There’s no reason to believe that the conditions that led us here will change on their own. Already, more companies are talking about replacing workers with machines. And recessions are not good for workers’ leverage. With millions of people now desperate for any income at all, companies can offer less and demand more.

Can things be different? Fairer? It may well be that the country emerges as a more generous place, buoyed by the communal spirit that brings New Yorkers to their windows every evening at 7, to cheer and bang pots in praise of those risking their lives to save others. It’s no less possible that in the year or more it takes to create the vaccine that will allow a return to routine daily life, the virus will become one more corrosive element in public life, and we return to business as usual.

Democratic policymakers have floated ideas like expanding Medicaid, forgiving student loans or canceling rent, and making it easier to unionize. But it’s not yet possible to discern how much the world will be changed by COVID-19.

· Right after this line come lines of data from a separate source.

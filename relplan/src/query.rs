//! Query graphs.
//!
//! A conjunctive query is a list of atoms. Each atom references a relation and maps query
//! variables to attributes of it. Atoms sharing a variable are adjacent in the query graph.
use std::collections::{BTreeMap, BTreeSet};
use std::fmt::{Display, Formatter};
use std::sync::Arc;

use derive_more::{Display as DeriveDisplay, From};
use itertools::Itertools;
use petgraph::graph::UnGraph;
use petgraph::unionfind::UnionFind;

use crate::error::{SchemaError, SchemaResult};
use crate::relation::{Relation, RelationImpl};
use crate::value::Value;

#[derive(Clone, Debug, DeriveDisplay, From, Hash, PartialEq, Eq, PartialOrd, Ord)]
pub struct Var(String);

impl From<&str> for Var {
    fn from(s: &str) -> Self {
        Var(s.to_string())
    }
}

impl Var {
    pub fn name(&self) -> &str {
        &self.0
    }
}

pub type AtomId = usize;

/// One relation occurrence in a query.
#[derive(Debug, Clone)]
pub struct Atom {
    relation: Arc<RelationImpl>,
    /// Variables and the attribute each one is bound to, in attribute order.
    terms: Vec<(Var, String)>,
}

impl Atom {
    pub fn relation(&self) -> &Arc<RelationImpl> {
        &self.relation
    }

    pub fn terms(&self) -> &[(Var, String)] {
        &self.terms
    }

    pub fn vars(&self) -> impl Iterator<Item = &Var> {
        self.terms.iter().map(|(v, _)| v)
    }

    pub fn attribute_of(&self, var: &Var) -> Option<&str> {
        self.terms
            .iter()
            .find(|(v, _)| v == var)
            .map(|(_, a)| a.as_str())
    }
}

impl Display for Atom {
    fn fmt(&self, f: &mut Formatter<'_>) -> std::fmt::Result {
        write!(
            f,
            "({})",
            self.terms
                .iter()
                .map(|(v, a)| format!("{}: {}", a, v))
                .join(", ")
        )
    }
}

#[derive(Debug, Clone, Default)]
pub struct QueryGraph {
    atoms: Vec<Atom>,
    constants: BTreeMap<Var, Value>,
}

impl QueryGraph {
    pub fn new() -> Self {
        Self::default()
    }

    /// Adds an atom over `relation`, mapping each variable to one of its attributes.
    pub fn add_atom<I, V, A>(
        &mut self,
        relation: Arc<RelationImpl>,
        mapping: I,
    ) -> SchemaResult<AtomId>
    where
        I: IntoIterator<Item = (V, A)>,
        V: Into<Var>,
        A: Into<String>,
    {
        let mut terms: Vec<(Var, String)> = Vec::new();
        for (var, attribute) in mapping {
            let (var, attribute) = (var.into(), attribute.into());
            if !relation.attribute_names().contains(&attribute) {
                return Err(SchemaError::UnknownAttribute(attribute));
            }
            if terms.iter().any(|(v, _)| v == &var) {
                return Err(SchemaError::DuplicateVariable(var.0));
            }
            if terms.iter().any(|(_, a)| a == &attribute) {
                return Err(SchemaError::DuplicateAttribute(attribute));
            }
            terms.push((var, attribute));
        }

        let names = relation.attribute_names();
        terms.sort_by_key(|(_, a)| names.iter().position(|n| n == a));

        self.atoms.push(Atom { relation, terms });
        Ok(self.atoms.len() - 1)
    }

    /// Binds `var` to a constant for the whole query.
    pub fn bind<V: Into<Var>, T: Into<Value>>(&mut self, var: V, value: T) -> &mut Self {
        self.constants.insert(var.into(), value.into());
        self
    }

    pub fn atoms(&self) -> &[Atom] {
        &self.atoms
    }

    pub fn atom(&self, id: AtomId) -> &Atom {
        &self.atoms[id]
    }

    pub fn constants(&self) -> &BTreeMap<Var, Value> {
        &self.constants
    }

    pub fn vars(&self) -> BTreeSet<&Var> {
        self.atoms.iter().flat_map(Atom::vars).collect()
    }

    /// Atoms as nodes, one edge per variable shared by two atoms.
    pub fn graph(&self) -> UnGraph<AtomId, Var> {
        let mut graph = UnGraph::with_capacity(self.atoms.len(), 0);
        let nodes = (0..self.atoms.len())
            .map(|id| graph.add_node(id))
            .collect_vec();
        for (a, b) in (0..self.atoms.len()).tuple_combinations() {
            for var in self.atoms[a].vars() {
                if self.atoms[b].attribute_of(var).is_some() {
                    graph.add_edge(nodes[a], nodes[b], var.clone());
                }
            }
        }
        graph
    }

    /// Splits `atoms` into groups connected through variables outside `bound`.
    ///
    /// Groups are ordered by their smallest atom, atoms within a group ascending.
    pub fn components(&self, atoms: &[AtomId], bound: &BTreeSet<Var>) -> Vec<Vec<AtomId>> {
        let mut sets = UnionFind::<usize>::new(atoms.len());
        for (i, j) in (0..atoms.len()).tuple_combinations() {
            let linked = self.atoms[atoms[i]]
                .vars()
                .any(|v| !bound.contains(v) && self.atoms[atoms[j]].attribute_of(v).is_some());
            if linked {
                sets.union(i, j);
            }
        }

        let mut groups = BTreeMap::<usize, Vec<AtomId>>::new();
        for (i, &atom) in atoms.iter().enumerate() {
            groups.entry(sets.find(i)).or_default().push(atom);
        }
        groups
            .into_values()
            .map(|mut g| {
                g.sort_unstable();
                g
            })
            .sorted_by_key(|g| g[0])
            .collect()
    }
}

Already there are signs it’s gotten scarier for workers to stick their necks out. In March, Amazon fired a worker who helped organize a warehouse strike. The company said the worker had violated social–distancing guidelines. In times of great economic insecurity, pundits often wonder why there aren’t widespread revolts. Where are the pitchforks, the ramparts? But it’s not that people do not feel the rage of injustice. It’s that they’re too busy fighting to keep a roof over their heads.